Scientific classification
- Kingdom: Animalia
- Phylum: Chordata
- Class: Aves
- Order: Passeriformes
- Family: Icteridae
- Genus: Agelasticus
- Species: A. xanthophthalmus
- Binomial name: Agelasticus xanthophthalmus (Short, 1969)

= Pale-eyed blackbird =

- Genus: Agelasticus
- Species: xanthophthalmus
- Authority: (Short, 1969)
- Conservation status: LC

Species of bird

The pale-eyed blackbird (Agelasticus xanthophthalmus) is a species of bird in the family Icteridae. It is found in Ecuador and Peru where its natural habitat is swamps. An inconspicuous bird of very local occurrence, it was first described in 1969 by American ornithologist Lester L. Short.

==Description==
The adult pale-eyed blackbird is entirely black in both sexes. It has white or pale buff coloured irises to its eyes which are very distinctive and distinguish it from other black birds found in the area such as the velvet-fronted grackle and the shiny cowbird which have dark eyes. Juveniles and immature birds are brownish-black with underparts streaked with yellow or buff.

The call is a loud metallic "tew-tew-tew-tew" similar to that of a black-capped donacobius. It is usually sung from the top of a shrub.
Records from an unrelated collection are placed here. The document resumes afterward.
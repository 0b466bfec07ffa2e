//! Access-token verification. Tokens are issued elsewhere; this service only checks them.

use axum::{
    async_trait,
    extract::FromRequestParts,
    http::{header, request::Parts},
};
use jsonwebtoken::{decode, Algorithm, DecodingKey, Validation};
use serde::{Deserialize, Serialize};
use tracing::debug;
use uuid::Uuid;

use crate::errors::AppError;
use crate::state::AppState;

/// Cookie the account service sets alongside the bearer token.
pub const ACCESS_TOKEN_COOKIE: &str = "access_token";

#[derive(Debug, Serialize, Deserialize, Clone)]
pub struct Claims {
    pub sub: Uuid,
    pub exp: usize,
    pub iat: usize,
    #[serde(default, skip_serializing_if = "Option::is_none")]
    pub email: Option<String>,
}

/// The authenticated caller.
#[derive(Debug, Clone, PartialEq)]
pub struct AuthUser {
    pub user_id: Uuid,
    pub email: Option<String>,
}

pub fn verify_token(token: &str, secret: &str) -> Result<Claims, jsonwebtoken::errors::Error> {
    let mut validation = Validation::new(Algorithm::HS256);
    validation.set_required_spec_claims(&["exp", "iat", "sub"]);

    decode::<Claims>(
        token,
        &DecodingKey::from_secret(secret.as_bytes()),
        &validation,
    )
    .map(|data| data.claims)
}

fn bearer_token(parts: &Parts) -> Option<&str> {
    parts
        .headers
        .get(header::AUTHORIZATION)?
        .to_str()
        .ok()?
        .strip_prefix("Bearer ")
        .map(str::trim)
        .filter(|t| !t.is_empty())
}

fn cookie_token(parts: &Parts) -> Option<&str> {
    parts
        .headers
        .get_all(header::COOKIE)
        .iter()
        .filter_map(|value| value.to_str().ok())
        .flat_map(|cookies| cookies.split(';'))
        .find_map(|pair| {
            let (name, value) = pair.trim().split_once('=')?;
            (name == ACCESS_TOKEN_COOKIE && !value.is_empty()).then_some(value)
        })
}

#[async_trait]
impl FromRequestParts<AppState> for AuthUser {
    type Rejection = AppError;

    async fn from_request_parts(parts: &mut Parts, state: &AppState) -> Result<Self, AppError> {
        let token = bearer_token(parts)
            .or_else(|| cookie_token(parts))
            .ok_or(AppError::Unauthorized)?;

        let claims = verify_token(token, &state.config.jwt_secret).map_err(|e| {
            debug!("Rejected access token: {e}");
            AppError::Unauthorized
        })?;

        Ok(AuthUser {
            user_id: claims.sub,
            email: claims.email,
        })
    }
}

#[cfg(test)]
pub mod testing {
    use chrono::Utc;
    use jsonwebtoken::{encode, EncodingKey, Header};
    use uuid::Uuid;

    use super::Claims;

    /// Signs a token valid for an hour.
    pub fn token_for(user_id: Uuid, secret: &str) -> String {
        let now = Utc::now().timestamp() as usize;
        let claims = Claims {
            sub: user_id,
            exp: now + 3600,
            iat: now,
            email: Some("traveller@example.com".to_string()),
        };
        encode(
            &Header::default(),
            &claims,
            &EncodingKey::from_secret(secret.as_bytes()),
        )
        .unwrap()
    }

    pub fn expired_token_for(user_id: Uuid, secret: &str) -> String {
        let now = Utc::now().timestamp() as usize;
        let claims = Claims {
            sub: user_id,
            exp: now - 3600,
            iat: now - 7200,
            email: None,
        };
        encode(
            &Header::default(),
            &claims,
            &EncodingKey::from_secret(secret.as_bytes()),
        )
        .unwrap()
    }
}

#[cfg(test)]
mod tests {
    use super::testing::{expired_token_for, token_for};
    use super::*;
    use axum::http::Request;

    const SECRET: &str = "test-jwt-secret";

    fn parts_with(name: header::HeaderName, value: &str) -> Parts {
        let (parts, _) = Request::builder()
            .header(name, value)
            .body(())
            .unwrap()
            .into_parts();
        parts
    }

    #[test]
    fn test_valid_token_round_trips_subject() {
        let user = Uuid::new_v4();
        let claims = verify_token(&token_for(user, SECRET), SECRET).unwrap();
        assert_eq!(claims.sub, user);
        assert_eq!(claims.email.as_deref(), Some("traveller@example.com"));
    }

    #[test]
    fn test_wrong_secret_is_rejected() {
        let token = token_for(Uuid::new_v4(), SECRET);
        assert!(verify_token(&token, "another-secret").is_err());
    }

    #[test]
    fn test_expired_token_is_rejected() {
        let token = expired_token_for(Uuid::new_v4(), SECRET);
        assert!(verify_token(&token, SECRET).is_err());
    }

    #[test]
    fn test_bearer_header_is_read() {
        let parts = parts_with(header::AUTHORIZATION, "Bearer abc.def.ghi");
        assert_eq!(bearer_token(&parts), Some("abc.def.ghi"));

        let parts = parts_with(header::AUTHORIZATION, "Basic dXNlcjpwYXNz");
        assert_eq!(bearer_token(&parts), None);
    }

    #[test]
    fn test_access_token_cookie_is_read() {
        let parts = parts_with(header::COOKIE, "theme=dark; access_token=abc.def.ghi; other=1");
        assert_eq!(cookie_token(&parts), Some("abc.def.ghi"));

        let parts = parts_with(header::COOKIE, "refresh_token=xyz");
        assert_eq!(cookie_token(&parts), None);
    }
}
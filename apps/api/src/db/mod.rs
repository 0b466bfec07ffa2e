//! Persistence for preferences and generated itineraries.

use anyhow::Result;
use async_trait::async_trait;
use serde_json::Value;
use sqlx::postgres::PgPoolOptions;
use sqlx::PgPool;
use thiserror::Error;
use tracing::info;
use uuid::Uuid;

use crate::models::itinerary::ItineraryRow;
use crate::models::preference::{NewPreference, PreferenceRow};

#[cfg(test)]
pub mod memory;

#[derive(Debug, Error)]
pub enum StoreError {
    #[error("query failed: {0}")]
    Query(#[from] sqlx::Error),
}

/// Creates a PostgreSQL connection pool and applies pending migrations.
pub async fn create_pool(database_url: &str) -> Result<PgPool> {
    info!("Connecting to PostgreSQL...");

    let pool = PgPoolOptions::new()
        .max_connections(10)
        .connect(database_url)
        .await?;

    sqlx::migrate!("./migrations").run(&pool).await?;

    info!("PostgreSQL connection pool established");
    Ok(pool)
}

/// Storage for the two trip tables. Every read is scoped to one user.
#[async_trait]
pub trait TripStore: Send + Sync {
    /// Inserts a preference, creating the owning user row on first use.
    async fn create_preference(
        &self,
        user_id: Uuid,
        email: Option<&str>,
        preference: &NewPreference,
    ) -> Result<PreferenceRow, StoreError>;

    async fn create_itinerary(
        &self,
        user_id: Uuid,
        preference_id: Uuid,
        payload: &Value,
    ) -> Result<ItineraryRow, StoreError>;

    /// All of a user's itineraries, most recent first.
    async fn list_itineraries(&self, user_id: Uuid) -> Result<Vec<ItineraryRow>, StoreError>;

    async fn find_itinerary(
        &self,
        user_id: Uuid,
        itinerary_id: Uuid,
    ) -> Result<Option<ItineraryRow>, StoreError>;

    async fn latest_itinerary(&self, user_id: Uuid) -> Result<Option<ItineraryRow>, StoreError>;
}

#[derive(Clone)]
pub struct PgTripStore {
    pool: PgPool,
}

impl PgTripStore {
    pub fn new(pool: PgPool) -> Self {
        Self { pool }
    }
}

#[async_trait]
impl TripStore for PgTripStore {
    async fn create_preference(
        &self,
        user_id: Uuid,
        email: Option<&str>,
        preference: &NewPreference,
    ) -> Result<PreferenceRow, StoreError> {
        let mut tx = self.pool.begin().await?;

        sqlx::query(
            r#"
            INSERT INTO users (id, email) VALUES ($1, $2)
            ON CONFLICT (id) DO UPDATE SET email = COALESCE(EXCLUDED.email, users.email)
            "#,
        )
        .bind(user_id)
        .bind(email)
        .execute(&mut *tx)
        .await?;

        let row = sqlx::query_as::<_, PreferenceRow>(
            r#"
            INSERT INTO preferences
                (id, user_id, departure, destination, budget, start_date, end_date,
                 travel_style, activities, transportation, health_issues)
            VALUES ($1, $2, $3, $4, $5, $6, $7, $8, $9, $10, $11)
            RETURNING *
            "#,
        )
        .bind(Uuid::new_v4())
        .bind(user_id)
        .bind(&preference.departure)
        .bind(&preference.destination)
        .bind(&preference.budget)
        .bind(preference.start_date)
        .bind(preference.end_date)
        .bind(&preference.travel_style)
        .bind(&preference.activities)
        .bind(&preference.transportation)
        .bind(&preference.health_issues)
        .fetch_one(&mut *tx)
        .await?;

        tx.commit().await?;

        info!("Stored preference {} for user {}", row.id, user_id);
        Ok(row)
    }

    async fn create_itinerary(
        &self,
        user_id: Uuid,
        preference_id: Uuid,
        payload: &Value,
    ) -> Result<ItineraryRow, StoreError> {
        let row = sqlx::query_as::<_, ItineraryRow>(
            r#"
            INSERT INTO itineraries (id, user_id, preference_id, payload)
            VALUES ($1, $2, $3, $4)
            RETURNING *
            "#,
        )
        .bind(Uuid::new_v4())
        .bind(user_id)
        .bind(preference_id)
        .bind(payload)
        .fetch_one(&self.pool)
        .await?;

        info!("Stored itinerary {} for user {}", row.id, user_id);
        Ok(row)
    }

    async fn list_itineraries(&self, user_id: Uuid) -> Result<Vec<ItineraryRow>, StoreError> {
        Ok(sqlx::query_as::<_, ItineraryRow>(
            "SELECT * FROM itineraries WHERE user_id = $1 ORDER BY created_at DESC, id DESC",
        )
        .bind(user_id)
        .fetch_all(&self.pool)
        .await?)
    }

    async fn find_itinerary(
        &self,
        user_id: Uuid,
        itinerary_id: Uuid,
    ) -> Result<Option<ItineraryRow>, StoreError> {
        Ok(sqlx::query_as::<_, ItineraryRow>(
            "SELECT * FROM itineraries WHERE id = $1 AND user_id = $2",
        )
        .bind(itinerary_id)
        .bind(user_id)
        .fetch_optional(&self.pool)
        .await?)
    }

    async fn latest_itinerary(&self, user_id: Uuid) -> Result<Option<ItineraryRow>, StoreError> {
        Ok(sqlx::query_as::<_, ItineraryRow>(
            r#"
            SELECT * FROM itineraries
            WHERE user_id = $1
            ORDER BY created_at DESC, id DESC
            LIMIT 1
            "#,
        )
        .bind(user_id)
        .fetch_optional(&self.pool)
        .await?)
    }
}
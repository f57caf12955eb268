//! Metrics module for Prometheus-based monitoring.
//!
//! This module provides metrics collection and export for the worker
//! runtime and the autoscaler: job throughput and latency, queue depths,
//! fleet size, and scaling decisions. The core only emits; exposition is
//! the host's concern.
//!
//! # Example
//!
//! ```ignore
//! use textflow::metrics::{init_metrics, export_metrics, WorkerMetrics};
//!
//! // Initialize metrics on startup
//! init_metrics().expect("Failed to initialize metrics");
//!
//! // Create a recorder bound to one worker identity
//! let metrics = WorkerMetrics::new("worker-ab12cd34");
//! metrics.record_job("uppercase", "success", 0.42);
//!
//! // Export metrics for scraping
//! let metrics_text = export_metrics();
//! ```

pub mod collectors;
pub mod prometheus;

// Re-export key types for convenient access
pub use collectors::{ControllerMetrics, WorkerMetrics};
pub use prometheus::{export_metrics, init_metrics};
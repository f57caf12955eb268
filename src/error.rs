//! Error types for text processing.
//!
//! Processing errors carry the offending path, parameter name, or pattern so
//! the job row ends up with an actionable error message. None of these are
//! retried by the worker; they terminate the job.

use thiserror::Error;

/// Errors that can occur while transforming a job's input into its result.
#[derive(Debug, Error)]
pub enum ProcessError {
    /// The input file could not be read.
    #[error("failed to read file {path}: {source}")]
    FileRead {
        path: String,
        #[source]
        source: std::io::Error,
    },

    /// The result file could not be written.
    #[error("failed to write file {path}: {source}")]
    FileWrite {
        path: String,
        #[source]
        source: std::io::Error,
    },

    /// A required parameter is missing, empty, or has the wrong type.
    #[error("invalid parameter '{name}': {reason}")]
    InvalidParameter { name: String, reason: String },

    /// The `pattern` parameter is not a valid regular expression.
    #[error("failed to compile regex pattern '{pattern}': {source}")]
    RegexCompile {
        pattern: String,
        #[source]
        source: regex::Error,
    },

    /// Processing was cancelled by worker shutdown.
    #[error("processing cancelled: {0}")]
    Cancelled(String),
}
//! Prometheus metrics registration and export.
//!
//! This module defines all Prometheus metrics used by textflow and provides
//! functions for initializing, registering, and exporting metrics.

use prometheus::{
    CounterVec, Encoder, Gauge, GaugeVec, HistogramVec, Opts, Registry, TextEncoder,
};
use std::sync::OnceLock;

/// Global Prometheus registry for all textflow metrics.
pub static REGISTRY: OnceLock<Registry> = OnceLock::new();

/// Total jobs processed, labeled by worker, processing type, and status.
pub static JOBS_PROCESSED: OnceLock<CounterVec> = OnceLock::new();

/// Job processing duration in seconds, labeled by worker and processing type.
pub static JOB_DURATION: OnceLock<HistogramVec> = OnceLock::new();

/// Number of jobs currently in flight, labeled by worker.
pub static JOBS_ACTIVE: OnceLock<GaugeVec> = OnceLock::new();

/// Configured synthetic delay per job in seconds.
pub static JOB_DELAY: OnceLock<HistogramVec> = OnceLock::new();

/// Total database queries, labeled by worker and operation.
pub static DB_QUERIES: OnceLock<CounterVec> = OnceLock::new();

/// Database query duration in seconds, labeled by worker and operation.
pub static DB_QUERY_DURATION: OnceLock<HistogramVec> = OnceLock::new();

/// Total Redis operations, labeled by worker and operation.
pub static REDIS_OPS: OnceLock<CounterVec> = OnceLock::new();

/// Redis operation duration in seconds, labeled by worker and operation.
pub static REDIS_OP_DURATION: OnceLock<HistogramVec> = OnceLock::new();

/// Depth of each queue, labeled by queue name.
pub static QUEUE_DEPTH: OnceLock<GaugeVec> = OnceLock::new();

/// Number of workers with an unexpired heartbeat.
pub static ACTIVE_WORKERS: OnceLock<Gauge> = OnceLock::new();

/// Total autoscaling events, labeled by workload and direction.
pub static AUTOSCALING_EVENTS: OnceLock<CounterVec> = OnceLock::new();

/// Currently requested replica count, labeled by workload.
pub static CURRENT_REPLICAS: OnceLock<GaugeVec> = OnceLock::new();

/// Replica count the policy asked for, labeled by workload.
pub static DESIRED_REPLICAS: OnceLock<GaugeVec> = OnceLock::new();

/// Initialize all metrics and register them with the registry.
///
/// This function should be called once at application startup. Calling it
/// again is a no-op for the already-set statics.
///
/// # Errors
///
/// Returns a `prometheus::Error` if metric registration fails, typically due
/// to duplicate metric names or invalid metric configurations.
pub fn init_metrics() -> Result<(), prometheus::Error> {
    let registry = Registry::new();

    // Worker metrics
    let jobs_processed = CounterVec::new(
        Opts::new(
            "worker_jobs_processed_total",
            "Total number of jobs processed by the worker",
        ),
        &["worker_id", "processing_type", "status"],
    )?;

    let job_duration = HistogramVec::new(
        prometheus::HistogramOpts::new(
            "worker_job_processing_duration_seconds",
            "Job processing duration in seconds",
        ),
        &["worker_id", "processing_type"],
    )?;

    let jobs_active = GaugeVec::new(
        Opts::new(
            "worker_jobs_active",
            "Number of jobs currently being processed by the worker",
        ),
        &["worker_id"],
    )?;

    let job_delay = HistogramVec::new(
        prometheus::HistogramOpts::new(
            "worker_job_delay_seconds",
            "Configured delay for jobs in seconds",
        )
        .buckets(vec![0.0, 1.0, 5.0, 10.0, 30.0, 60.0]),
        &["worker_id", "processing_type"],
    )?;

    let db_queries = CounterVec::new(
        Opts::new(
            "worker_db_queries_total",
            "Total number of database queries by the worker",
        ),
        &["worker_id", "operation"],
    )?;

    let db_query_duration = HistogramVec::new(
        prometheus::HistogramOpts::new(
            "worker_db_query_duration_seconds",
            "Database query duration in seconds",
        ),
        &["worker_id", "operation"],
    )?;

    let redis_ops = CounterVec::new(
        Opts::new(
            "worker_redis_operations_total",
            "Total number of Redis operations by the worker",
        ),
        &["worker_id", "operation"],
    )?;

    let redis_op_duration = HistogramVec::new(
        prometheus::HistogramOpts::new(
            "worker_redis_operation_duration_seconds",
            "Redis operation duration in seconds",
        ),
        &["worker_id", "operation"],
    )?;

    // Controller metrics
    let queue_depth = GaugeVec::new(
        Opts::new(
            "textflow_queue_depth",
            "Current depth of text processing queues",
        ),
        &["queue_name"],
    )?;

    let active_workers = Gauge::new(
        "textflow_active_workers",
        "Number of active text processing workers",
    )?;

    let autoscaling_events = CounterVec::new(
        Opts::new(
            "textflow_autoscaling_events_total",
            "Total number of autoscaling events",
        ),
        &["workload", "direction"],
    )?;

    let current_replicas = GaugeVec::new(
        Opts::new(
            "textflow_current_replicas",
            "Current number of replicas for the managed workload",
        ),
        &["workload"],
    )?;

    let desired_replicas = GaugeVec::new(
        Opts::new(
            "textflow_desired_replicas",
            "Desired number of replicas for the managed workload",
        ),
        &["workload"],
    )?;

    // Register all metrics with the registry
    registry.register(Box::new(jobs_processed.clone()))?;
    registry.register(Box::new(job_duration.clone()))?;
    registry.register(Box::new(jobs_active.clone()))?;
    registry.register(Box::new(job_delay.clone()))?;
    registry.register(Box::new(db_queries.clone()))?;
    registry.register(Box::new(db_query_duration.clone()))?;
    registry.register(Box::new(redis_ops.clone()))?;
    registry.register(Box::new(redis_op_duration.clone()))?;
    registry.register(Box::new(queue_depth.clone()))?;
    registry.register(Box::new(active_workers.clone()))?;
    registry.register(Box::new(autoscaling_events.clone()))?;
    registry.register(Box::new(current_replicas.clone()))?;
    registry.register(Box::new(desired_replicas.clone()))?;

    // Store metrics in static variables
    // If any of these fail, metrics were already initialized (idempotent)
    let _ = REGISTRY.set(registry);
    let _ = JOBS_PROCESSED.set(jobs_processed);
    let _ = JOB_DURATION.set(job_duration);
    let _ = JOBS_ACTIVE.set(jobs_active);
    let _ = JOB_DELAY.set(job_delay);
    let _ = DB_QUERIES.set(db_queries);
    let _ = DB_QUERY_DURATION.set(db_query_duration);
    let _ = REDIS_OPS.set(redis_ops);
    let _ = REDIS_OP_DURATION.set(redis_op_duration);
    let _ = QUEUE_DEPTH.set(queue_depth);
    let _ = ACTIVE_WORKERS.set(active_workers);
    let _ = AUTOSCALING_EVENTS.set(autoscaling_events);
    let _ = CURRENT_REPLICAS.set(current_replicas);
    let _ = DESIRED_REPLICAS.set(desired_replicas);

    tracing::info!("prometheus metrics initialized");

    Ok(())
}

/// Export all registered metrics in Prometheus text format.
///
/// Gathers all metrics from the registry and encodes them in the text
/// exposition format, suitable for scraping.
pub fn export_metrics() -> String {
    let Some(registry) = REGISTRY.get() else {
        return "# Metrics not initialized. Call init_metrics() first.\n".to_string();
    };

    let encoder = TextEncoder::new();
    let metric_families = registry.gather();

    let mut buffer = Vec::new();
    if let Err(e) = encoder.encode(&metric_families, &mut buffer) {
        return format!("# Error encoding metrics: {}\n", e);
    }

    String::from_utf8(buffer)
        .unwrap_or_else(|e| format!("# Error converting metrics to UTF-8: {}\n", e))
}

#[cfg(test)]
mod tests {
    use super::*;

    #[test]
    fn test_init_metrics() {
        let result = init_metrics();
        // First call should succeed or metrics already initialized
        assert!(result.is_ok() || REGISTRY.get().is_some());
    }

    #[test]
    fn test_export_after_init() {
        let _ = init_metrics();

        if let Some(gauge) = JOBS_ACTIVE.get() {
            gauge.with_label_values(&["worker-test"]).set(1.0);
        }

        let metrics = export_metrics();
        assert!(!metrics.is_empty());
        assert!(!metrics.starts_with("# Error"));
        assert!(metrics.contains("worker_jobs_active"));
    }
}
//! Environment-driven configuration.
//!
//! Each service loads its options from environment variables with typed
//! defaults, then validates the result before anything connects.
//!
//! # Environment variables
//!
//! Shared:
//! - `REDIS_URL`: Redis connection URL (default: redis://localhost:6379)
//! - `DATABASE_URL`: PostgreSQL connection URL (required)
//! - `RESULT_DIR`: destination for result artifacts (default: ./results)
//!
//! Worker:
//! - `WORKER_ID`: stable identity; auto-generated when empty
//! - `CONCURRENT_JOBS`: in-flight bound (default: 5)
//! - `HEARTBEAT_INTERVAL_SECS`: seconds between heartbeats (default: 30)
//! - `POLL_INTERVAL_SECS`: claim block and empty/error backoff (default: 5)
//!
//! Controller:
//! - `RECONCILE_INTERVAL_SECS`: scaling tick period (default: 30)
//! - `METRICS_COLLECTION_INTERVAL_SECS`: gauge probe period (default: 15)
//! - `SCALE_MIN_REPLICAS`, `SCALE_MAX_REPLICAS`, `SCALE_UP_THRESHOLD`,
//!   `SCALE_DOWN_THRESHOLD`, `SCALE_JOBS_PER_WORKER`, `SCALE_STEP_UP`,
//!   `SCALE_STEP_DOWN`: policy knobs (defaults: 1, 10, 20, 5, 10, 2, 1)

use std::path::PathBuf;
use std::str::FromStr;
use std::time::Duration;

use thiserror::Error;

use crate::scaler::ScalingPolicy;

/// Errors that can occur during configuration loading.
#[derive(Debug, Error)]
pub enum ConfigError {
    /// A required environment variable is missing.
    #[error("missing environment variable: {0}")]
    MissingEnvVar(String),

    /// An environment variable has an invalid value.
    #[error("invalid value for {key}: {message}")]
    InvalidValue { key: String, message: String },

    /// Configuration validation failed.
    #[error("configuration validation failed: {0}")]
    ValidationFailed(String),
}

fn env_or(key: &str, default: &str) -> String {
    std::env::var(key).unwrap_or_else(|_| default.to_string())
}

fn env_required(key: &str) -> Result<String, ConfigError> {
    std::env::var(key).map_err(|_| ConfigError::MissingEnvVar(key.to_string()))
}

fn env_parse<T>(key: &str, default: T) -> Result<T, ConfigError>
where
    T: FromStr,
    T::Err: std::fmt::Display,
{
    match std::env::var(key) {
        Ok(raw) => raw.parse().map_err(|e| ConfigError::InvalidValue {
            key: key.to_string(),
            message: format!("{e}"),
        }),
        Err(_) => Ok(default),
    }
}

fn env_duration_secs(key: &str, default_secs: u64) -> Result<Duration, ConfigError> {
    Ok(Duration::from_secs(env_parse(key, default_secs)?))
}

/// Redis connection settings.
#[derive(Debug, Clone)]
pub struct RedisConfig {
    /// Connection URL.
    pub url: String,
}

impl RedisConfig {
    /// Loads from `REDIS_URL`.
    pub fn from_env() -> Self {
        Self {
            url: env_or("REDIS_URL", "redis://localhost:6379"),
        }
    }
}

/// PostgreSQL connection settings.
#[derive(Debug, Clone)]
pub struct DatabaseConfig {
    /// Connection URL.
    pub url: String,
}

impl DatabaseConfig {
    /// Loads from `DATABASE_URL` (required).
    pub fn from_env() -> Result<Self, ConfigError> {
        Ok(Self {
            url: env_required("DATABASE_URL")?,
        })
    }
}

/// Worker runtime options.
#[derive(Debug, Clone)]
pub struct WorkerConfig {
    /// Stable worker identity; auto-generated at construction when empty.
    pub worker_id: String,
    /// Size of the in-flight semaphore.
    pub concurrent_jobs: usize,
    /// Interval between heartbeat posts.
    pub heartbeat_interval: Duration,
    /// Maximum block on a claim and the backoff on empty/error.
    pub poll_interval: Duration,
    /// Destination for result artifacts.
    pub result_dir: PathBuf,
}

impl Default for WorkerConfig {
    fn default() -> Self {
        Self {
            worker_id: String::new(),
            concurrent_jobs: 5,
            heartbeat_interval: Duration::from_secs(30),
            poll_interval: Duration::from_secs(5),
            result_dir: PathBuf::from("./results"),
        }
    }
}

impl WorkerConfig {
    /// Loads from the environment.
    pub fn from_env() -> Result<Self, ConfigError> {
        let config = Self {
            worker_id: env_or("WORKER_ID", ""),
            concurrent_jobs: env_parse("CONCURRENT_JOBS", 5)?,
            heartbeat_interval: env_duration_secs("HEARTBEAT_INTERVAL_SECS", 30)?,
            poll_interval: env_duration_secs("POLL_INTERVAL_SECS", 5)?,
            result_dir: PathBuf::from(env_or("RESULT_DIR", "./results")),
        };
        config.validate()?;
        Ok(config)
    }

    /// Sets the worker identity.
    pub fn with_worker_id(mut self, worker_id: impl Into<String>) -> Self {
        self.worker_id = worker_id.into();
        self
    }

    /// Sets the in-flight bound.
    pub fn with_concurrent_jobs(mut self, concurrent_jobs: usize) -> Self {
        self.concurrent_jobs = concurrent_jobs;
        self
    }

    /// Sets the heartbeat interval.
    pub fn with_heartbeat_interval(mut self, interval: Duration) -> Self {
        self.heartbeat_interval = interval;
        self
    }

    /// Sets the poll interval.
    pub fn with_poll_interval(mut self, interval: Duration) -> Self {
        self.poll_interval = interval;
        self
    }

    /// Sets the result directory.
    pub fn with_result_dir(mut self, result_dir: impl Into<PathBuf>) -> Self {
        self.result_dir = result_dir.into();
        self
    }

    /// Checks option consistency.
    pub fn validate(&self) -> Result<(), ConfigError> {
        if self.concurrent_jobs == 0 {
            return Err(ConfigError::ValidationFailed(
                "concurrent jobs must be positive".to_string(),
            ));
        }
        if self.heartbeat_interval.is_zero() {
            return Err(ConfigError::ValidationFailed(
                "heartbeat interval must be positive".to_string(),
            ));
        }
        if self.poll_interval.is_zero() {
            return Err(ConfigError::ValidationFailed(
                "poll interval must be positive".to_string(),
            ));
        }
        Ok(())
    }
}

/// Autoscaler controller options.
#[derive(Debug, Clone)]
pub struct ControllerConfig {
    /// Scaling tick period.
    pub reconcile_interval: Duration,
    /// Independent tick for the queue-depth gauges.
    pub metrics_collection_interval: Duration,
    /// Replica policy.
    pub policy: ScalingPolicy,
}

impl Default for ControllerConfig {
    fn default() -> Self {
        Self {
            reconcile_interval: Duration::from_secs(30),
            metrics_collection_interval: Duration::from_secs(15),
            policy: ScalingPolicy::default(),
        }
    }
}

impl ControllerConfig {
    /// Loads from the environment.
    pub fn from_env() -> Result<Self, ConfigError> {
        let defaults = ScalingPolicy::default();
        let policy = ScalingPolicy {
            min_replicas: env_parse("SCALE_MIN_REPLICAS", defaults.min_replicas)?,
            max_replicas: env_parse("SCALE_MAX_REPLICAS", defaults.max_replicas)?,
            scale_up_threshold: env_parse("SCALE_UP_THRESHOLD", defaults.scale_up_threshold)?,
            scale_down_threshold: env_parse(
                "SCALE_DOWN_THRESHOLD",
                defaults.scale_down_threshold,
            )?,
            jobs_per_worker: env_parse("SCALE_JOBS_PER_WORKER", defaults.jobs_per_worker)?,
            step_up: env_parse("SCALE_STEP_UP", defaults.step_up)?,
            step_down: env_parse("SCALE_STEP_DOWN", defaults.step_down)?,
        };

        let config = Self {
            reconcile_interval: env_duration_secs("RECONCILE_INTERVAL_SECS", 30)?,
            metrics_collection_interval: env_duration_secs(
                "METRICS_COLLECTION_INTERVAL_SECS",
                15,
            )?,
            policy,
        };
        config.validate()?;
        Ok(config)
    }

    /// Checks option consistency.
    pub fn validate(&self) -> Result<(), ConfigError> {
        if self.reconcile_interval.is_zero() {
            return Err(ConfigError::ValidationFailed(
                "reconcile interval must be positive".to_string(),
            ));
        }
        if self.metrics_collection_interval.is_zero() {
            return Err(ConfigError::ValidationFailed(
                "metrics collection interval must be positive".to_string(),
            ));
        }
        self.policy.validate().map_err(ConfigError::ValidationFailed)
    }
}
==Distribution and habitat==
The pale-eyed blackbird is found in a restricted area of eastern Peru and Ecuador. Its habitat is marshy areas round lagoons and oxbow lakes and the fringes of nearby grassland. Since its first discovery in 1969 it has been seen regularly in the Limoncocha National Biological Reserve near the Napo River, Ecuador and in the Tambopata National Reserve near the Madre de Dios River, Peru.

==Behaviour==
This blackbird is usually seen in pairs and spends most of the day in marshy places in thick undergrowth. It is most visible in the early morning when it emerges into more open areas to forage, and it at this time of day that it is most likely to be heard singing from the top of a bush.

==Status==
Although it has a very small range, the total population of the pale-eyed blackbird, at over 10,000 mature individuals, is believed to be stable and the bird seems to be facing no particular threats, so the International Union for Conservation of Nature has assessed its conservation status as being of "least concern".